#### DATA SUPPLIED
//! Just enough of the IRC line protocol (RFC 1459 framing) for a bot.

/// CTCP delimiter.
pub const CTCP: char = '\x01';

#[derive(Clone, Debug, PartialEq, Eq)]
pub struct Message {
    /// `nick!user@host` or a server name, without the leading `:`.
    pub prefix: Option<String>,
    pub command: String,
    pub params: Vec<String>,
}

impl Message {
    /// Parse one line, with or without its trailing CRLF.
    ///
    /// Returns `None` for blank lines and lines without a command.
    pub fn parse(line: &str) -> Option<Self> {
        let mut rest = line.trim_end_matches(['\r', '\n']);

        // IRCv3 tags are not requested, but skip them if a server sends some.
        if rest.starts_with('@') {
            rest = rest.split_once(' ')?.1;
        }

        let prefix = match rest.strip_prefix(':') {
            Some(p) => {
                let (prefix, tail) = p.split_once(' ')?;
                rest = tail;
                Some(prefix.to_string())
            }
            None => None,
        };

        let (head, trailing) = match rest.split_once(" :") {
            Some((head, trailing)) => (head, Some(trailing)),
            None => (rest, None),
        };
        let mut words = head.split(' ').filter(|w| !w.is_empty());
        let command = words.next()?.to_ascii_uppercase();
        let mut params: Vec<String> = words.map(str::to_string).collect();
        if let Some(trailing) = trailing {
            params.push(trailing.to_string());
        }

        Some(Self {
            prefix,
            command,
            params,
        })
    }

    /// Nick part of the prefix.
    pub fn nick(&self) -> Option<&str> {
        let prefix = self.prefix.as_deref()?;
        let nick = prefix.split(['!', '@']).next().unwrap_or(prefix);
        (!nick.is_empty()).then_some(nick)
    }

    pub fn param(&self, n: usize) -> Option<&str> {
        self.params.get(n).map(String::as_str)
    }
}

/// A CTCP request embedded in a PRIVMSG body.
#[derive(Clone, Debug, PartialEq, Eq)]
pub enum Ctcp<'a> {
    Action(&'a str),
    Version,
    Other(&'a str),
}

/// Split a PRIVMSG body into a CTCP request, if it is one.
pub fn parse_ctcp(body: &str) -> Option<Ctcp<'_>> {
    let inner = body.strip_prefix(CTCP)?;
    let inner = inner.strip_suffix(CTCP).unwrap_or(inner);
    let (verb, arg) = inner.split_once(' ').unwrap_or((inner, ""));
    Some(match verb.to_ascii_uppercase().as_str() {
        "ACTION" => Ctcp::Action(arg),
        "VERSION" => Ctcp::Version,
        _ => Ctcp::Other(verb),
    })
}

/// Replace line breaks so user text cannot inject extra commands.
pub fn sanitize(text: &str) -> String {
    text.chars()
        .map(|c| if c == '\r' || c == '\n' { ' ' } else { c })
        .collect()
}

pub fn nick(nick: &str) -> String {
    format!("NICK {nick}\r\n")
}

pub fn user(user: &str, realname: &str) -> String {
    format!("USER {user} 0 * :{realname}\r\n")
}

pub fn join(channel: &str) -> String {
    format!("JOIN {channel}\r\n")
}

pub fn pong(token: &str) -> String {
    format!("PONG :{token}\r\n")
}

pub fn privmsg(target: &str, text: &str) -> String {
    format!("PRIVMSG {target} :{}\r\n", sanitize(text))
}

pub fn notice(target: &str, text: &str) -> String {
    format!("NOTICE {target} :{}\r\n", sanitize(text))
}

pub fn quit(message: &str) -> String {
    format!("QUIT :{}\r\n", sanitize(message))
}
########
#### DATA SUPPLIED
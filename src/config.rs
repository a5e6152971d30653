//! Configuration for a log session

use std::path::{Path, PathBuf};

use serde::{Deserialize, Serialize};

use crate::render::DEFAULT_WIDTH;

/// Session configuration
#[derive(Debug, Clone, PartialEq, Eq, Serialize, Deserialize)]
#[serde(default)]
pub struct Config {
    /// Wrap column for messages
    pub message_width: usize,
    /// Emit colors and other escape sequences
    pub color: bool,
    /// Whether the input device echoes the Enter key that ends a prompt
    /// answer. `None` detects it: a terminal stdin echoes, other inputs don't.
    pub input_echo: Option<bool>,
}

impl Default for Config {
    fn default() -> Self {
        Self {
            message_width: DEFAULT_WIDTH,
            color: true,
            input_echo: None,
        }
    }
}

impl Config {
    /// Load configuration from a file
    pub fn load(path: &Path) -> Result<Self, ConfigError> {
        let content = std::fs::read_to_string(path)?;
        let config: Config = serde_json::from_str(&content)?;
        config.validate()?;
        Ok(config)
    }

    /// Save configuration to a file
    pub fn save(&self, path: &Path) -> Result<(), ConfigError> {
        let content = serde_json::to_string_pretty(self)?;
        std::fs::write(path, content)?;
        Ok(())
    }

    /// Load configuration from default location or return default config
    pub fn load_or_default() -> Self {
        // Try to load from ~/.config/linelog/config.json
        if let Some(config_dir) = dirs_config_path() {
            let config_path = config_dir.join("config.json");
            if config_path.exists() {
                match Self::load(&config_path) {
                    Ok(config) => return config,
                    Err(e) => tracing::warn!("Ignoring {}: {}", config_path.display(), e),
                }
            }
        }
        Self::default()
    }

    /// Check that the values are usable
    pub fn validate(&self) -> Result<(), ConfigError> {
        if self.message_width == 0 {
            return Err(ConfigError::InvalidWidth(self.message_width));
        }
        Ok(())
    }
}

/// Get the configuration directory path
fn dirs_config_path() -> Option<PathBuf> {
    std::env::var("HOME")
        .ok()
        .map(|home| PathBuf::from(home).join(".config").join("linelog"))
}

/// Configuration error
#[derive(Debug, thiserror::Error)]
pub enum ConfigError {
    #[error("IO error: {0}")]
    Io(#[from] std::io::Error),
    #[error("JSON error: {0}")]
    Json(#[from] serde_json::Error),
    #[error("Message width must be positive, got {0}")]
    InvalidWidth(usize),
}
########
Beginning with the line above that contains "framing) for a bot.", copy each line exactly up to and including the line that contains "let (head, trailing)", and go no further.

◆ **WRITTEN ANSWER**:
//! Just enough of the IRC line protocol (RFC 1459 framing) for a bot.

/// CTCP delimiter.
pub const CTCP: char = '\x01';

#[derive(Clone, Debug, PartialEq, Eq)]
pub struct Message {
    /// `nick!user@host` or a server name, without the leading `:`.
    pub prefix: Option<String>,
    pub command: String,
    pub params: Vec<String>,
}

impl Message {
    /// Parse one line, with or without its trailing CRLF.
    ///
    /// Returns `None` for blank lines and lines without a command.
    pub fn parse(line: &str) -> Option<Self> {
        let mut rest = line.trim_end_matches(['\r', '\n']);

        // IRCv3 tags are not requested, but skip them if a server sends some.
        if rest.starts_with('@') {
            rest = rest.split_once(' ')?.1;
        }

        let prefix = match rest.strip_prefix(':') {
            Some(p) => {
                let (prefix, tail) = p.split_once(' ')?;
                rest = tail;
                Some(prefix.to_string())
            }
            None => None,
        };

        let (head, trailing) = match rest.split_once(" :") {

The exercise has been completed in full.